Wednesday, March 7, 2012

Food Safety Official’s Past Work for Monsanto Spurs Petition

A top U.S. regulator’s ties to Monsanto Co. (MON), a maker of genetically modified food, are fueling an election-year recall push by consumer and public-interest groups flexing their clout on the Internet.

Michael Taylor, the Food and Drug Administration’s deputy commissioner for food safety, is at the center of a burgeoning dispute between opponents who have amassed more than 420,000 signatures on an online petition demanding he be fired and supporters who praise his efforts to curb foodborne illnesses.

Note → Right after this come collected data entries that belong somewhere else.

//! Grid-cell geometry primitives for dungeon generation.
//!
//! # Overview
//!
//! `dungeonforge-geometry` provides the two value types every other crate
//! in this workspace builds on: [`Point`], an integer grid coordinate, and
//! [`Rect`], an axis-aligned rectangle of grid cells. Both are immutable
//! once constructed and carry no behaviour beyond containment and
//! iteration — rooms, halls, walls and sections are all "a `Rect` plus
//! some bookkeeping", built in `dungeonforge-bsp`.
//!
//! # Usage
//!
//! ```
//! use dungeonforge_geometry::{Point, Rect};
//!
//! let room = Rect::new(10, 10, 8, 6).unwrap();
//! assert_eq!(room.right(), 17);
//! assert_eq!(room.bottom(), 15);
//! assert!(room.contains(Point::new(10, 10).unwrap()));
//! assert!(!room.contains(Point::new(18, 10).unwrap()));
//! ```

#![deny(missing_docs)]

use thiserror::Error;

/// Errors raised by the geometry primitives.
#[derive(Error, Debug, Clone, PartialEq, Eq)]
pub enum GeometryError {
    /// A negative coordinate or non-positive dimension was supplied to a
    /// primitive constructor.
    #[error("invalid geometry: {0}")]
    InvalidGeometry(String),
}

/// Result type alias for geometry operations.
pub type Result<T> = std::result::Result<T, GeometryError>;

/// A single grid cell coordinate.
///
/// Coordinates are non-negative; equality is structural.
#[derive(Debug, Clone, Copy, PartialEq, Eq, Hash, PartialOrd, Ord)]
pub struct Point {
    /// Column.
    pub x: i32,
    /// Row.
    pub y: i32,
}

impl Point {
    /// Creates a new point, failing if either coordinate is negative.
    pub fn new(x: i32, y: i32) -> Result<Self> {
        if x < 0 || y < 0 {
            return Err(GeometryError::InvalidGeometry(format!(
                "point coordinates must be non-negative, got ({x}, {y})"
            )));
        }
        Ok(Self { x, y })
    }

    /// Creates a point without validating its coordinates.
    ///
    /// Used internally by pipeline stages that compute a candidate
    /// coordinate (e.g. `room.x - 1`) before it is known to lie on the map;
    /// callers that hand a `Point` back across a crate boundary should
    /// prefer [`Point::new`].
    #[must_use]
    pub const fn new_unchecked(x: i32, y: i32) -> Self {
        Self { x, y }
    }

    /// Returns the 8 neighbours of this point (N, S, E, W and diagonals),
    /// in no particular order.
    #[must_use]
    pub fn neighbours8(self) -> [Point; 8] {
        [
            Point::new_unchecked(self.x - 1, self.y - 1),
            Point::new_unchecked(self.x, self.y - 1),
            Point::new_unchecked(self.x + 1, self.y - 1),
            Point::new_unchecked(self.x - 1, self.y),
            Point::new_unchecked(self.x + 1, self.y),
            Point::new_unchecked(self.x - 1, self.y + 1),
            Point::new_unchecked(self.x, self.y + 1),
            Point::new_unchecked(self.x + 1, self.y + 1),
        ]
    }
}

/// An axis-aligned rectangle of grid cells.
///
/// Defined by a top-left corner `(x, y)` and a `width`/`height`; `right`
/// and `bottom` are the inclusive last column/row. All fields are
/// non-negative and the rectangle is immutable once constructed.
#[derive(Debug, Clone, Copy, PartialEq, Eq, Hash)]
pub struct Rect {
    /// X coordinate of the top-left corner.
    pub x: i32,
    /// Y coordinate of the top-left corner.
    pub y: i32,
    /// Width in cells.
    pub width: i32,
    /// Height in cells.
    pub height: i32,
}

impl Rect {
    /// Creates a new rectangle from its top-left corner and dimensions.
    ///
    /// Fails with [`GeometryError::InvalidGeometry`] if `x`, `y` are
    /// negative or `width`, `height` are not strictly positive.
    pub fn new(x: i32, y: i32, width: i32, height: i32) -> Result<Self> {
        if x < 0 || y < 0 || width <= 0 || height <= 0 {
            return Err(GeometryError::InvalidGeometry(format!(
                "invalid rect: ({x}, {y}, {width}, {height})"
            )));
        }
        Ok(Self {
            x,
            y,
            width,
            height,
        })
    }

    /// Creates a rectangle without validating its fields.
    ///
    /// Pipeline stages build candidate rects (e.g. a wall strip one cell
    /// outside a room) that are checked for validity only once placed on
    /// the map; use [`Rect::new`] at API boundaries.
    #[must_use]
    pub const fn new_unchecked(x: i32, y: i32, width: i32, height: i32) -> Self {
        Self {
            x,
            y,
            width,
            height,
        }
    }

    /// The X coordinate of the rightmost column (inclusive).
    #[inline]
    #[must_use]
    pub const fn right(&self) -> i32 {
        self.x + self.width - 1
    }

    /// The Y coordinate of the bottommost row (inclusive).
    #[inline]
    #[must_use]
    pub const fn bottom(&self) -> i32 {
        self.y + self.height - 1
    }

    /// Closed-box containment test: `x <= p.x <= right && y <= p.y <= bottom`.
    #[inline]
    #[must_use]
    pub fn contains(&self, p: Point) -> bool {
        self.x <= p.x && p.x <= self.right() && self.y <= p.y && p.y <= self.bottom()
    }

    /// Returns `true` if `self` and `other` share at least one cell.
    #[must_use]
    pub fn intersects(&self, other: &Rect) -> bool {
        self.x <= other.right()
            && self.right() >= other.x
            && self.y <= other.bottom()
            && self.bottom() >= other.y
    }

    /// Returns the center point of the rectangle, rounding toward the
    /// top-left on even spans.
    #[must_use]
    pub fn center(&self) -> Point {
        Point::new_unchecked(self.x + self.width / 2, self.y + self.height / 2)
    }

    /// Iterates over every cell contained in the rectangle, row-major.
    #[must_use]
    pub fn points(&self) -> RectIter {
        RectIter {
            rect: *self,
            cursor: 0,
        }
    }
}

/// Row-major iterator over the cells of a [`Rect`].
#[derive(Debug, Clone)]
pub struct RectIter {
    rect: Rect,
    cursor: i64,
}

impl Iterator for RectIter {
    type Item = Point;

    fn next(&mut self) -> Option<Point> {
        let total = i64::from(self.rect.width) * i64::from(self.rect.height);
        if self.cursor >= total {
            return None;
        }
        let row = self.cursor / i64::from(self.rect.width);
        let col = self.cursor % i64::from(self.rect.width);
        self.cursor += 1;
        Some(Point::new_unchecked(
            self.rect.x + col as i32,
            self.rect.y + row as i32,
        ))
    }
}

impl IntoIterator for Rect {
    type IntoIter = RectIter;
    type Item = Point;

    fn into_iter(self) -> Self::IntoIter {
        self.points()
    }
}

#[cfg(test)]
mod tests {
    use super::*;

    #[test]
    fn test_point_rejects_negative() {
        assert!(Point::new(-1, 0).is_err());
        assert!(Point::new(0, -1).is_err());
        assert!(Point::new(0, 0).is_ok());
    }

    #[test]
    fn test_rect_derived_fields() {
        let rect = Rect::new(0, 0, 5, 5).unwrap();
        assert_eq!(rect.right(), 4);
        assert_eq!(rect.bottom(), 4);
    }

    #[test]
    fn test_rect_contains() {
        let rect = Rect::new(0, 0, 5, 5).unwrap();
        assert!(rect.contains(Point::new(4, 4).unwrap()));
        assert!(!rect.contains(Point::new(5, 5).unwrap()));
    }

    #[test]
    fn test_rect_rejects_invalid() {
        assert!(Rect::new(-1, 0, 5, 5).is_err());
        assert!(Rect::new(0, 0, 0, 5).is_err());
    }

    #[test]
    fn test_rect_intersects() {
        let a = Rect::new(0, 0, 5, 5).unwrap();
        let b = Rect::new(4, 4, 5, 5).unwrap();
        let c = Rect::new(10, 10, 2, 2).unwrap();
        assert!(a.intersects(&b));
        assert!(!a.intersects(&c));
    }

    #[test]
    fn test_rect_points_count() {
        let rect = Rect::new(2, 3, 4, 2).unwrap();
        let pts: Vec<_> = rect.points().collect();
        assert_eq!(pts.len(), 8);
        assert_eq!(pts[0], Point::new(2, 3).unwrap());
        assert_eq!(pts[7], Point::new(5, 4).unwrap());
    }

    #[test]
    fn test_rect_center() {
        let rect = Rect::new(0, 0, 5, 5).unwrap();
        assert_eq!(rect.center(), Point::new(2, 2).unwrap());
    }
}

At issue are the 16 months ending in 2000 that Taylor worked as St. Louis-based Monsanto’s vice president for public policy, between stints in the Clinton and Obama administrations. The petition reflects anger over the agency’s enforcement actions against small food producers and products such as raw milk and may prove embarrassing to a White House eager to distance itself from corporate interests, said Marion Nestle, a New York University professor.

Taylor is “a flashpoint for a lot of distrust about federal regulation,” said Nestle, a professor of nutrition at the Manhattan-based school. “The FDA is perceived as going after small farmers and leaving the larger ones alone. The White House doesn’t want the FDA making an issue that will cause trouble during an election year.”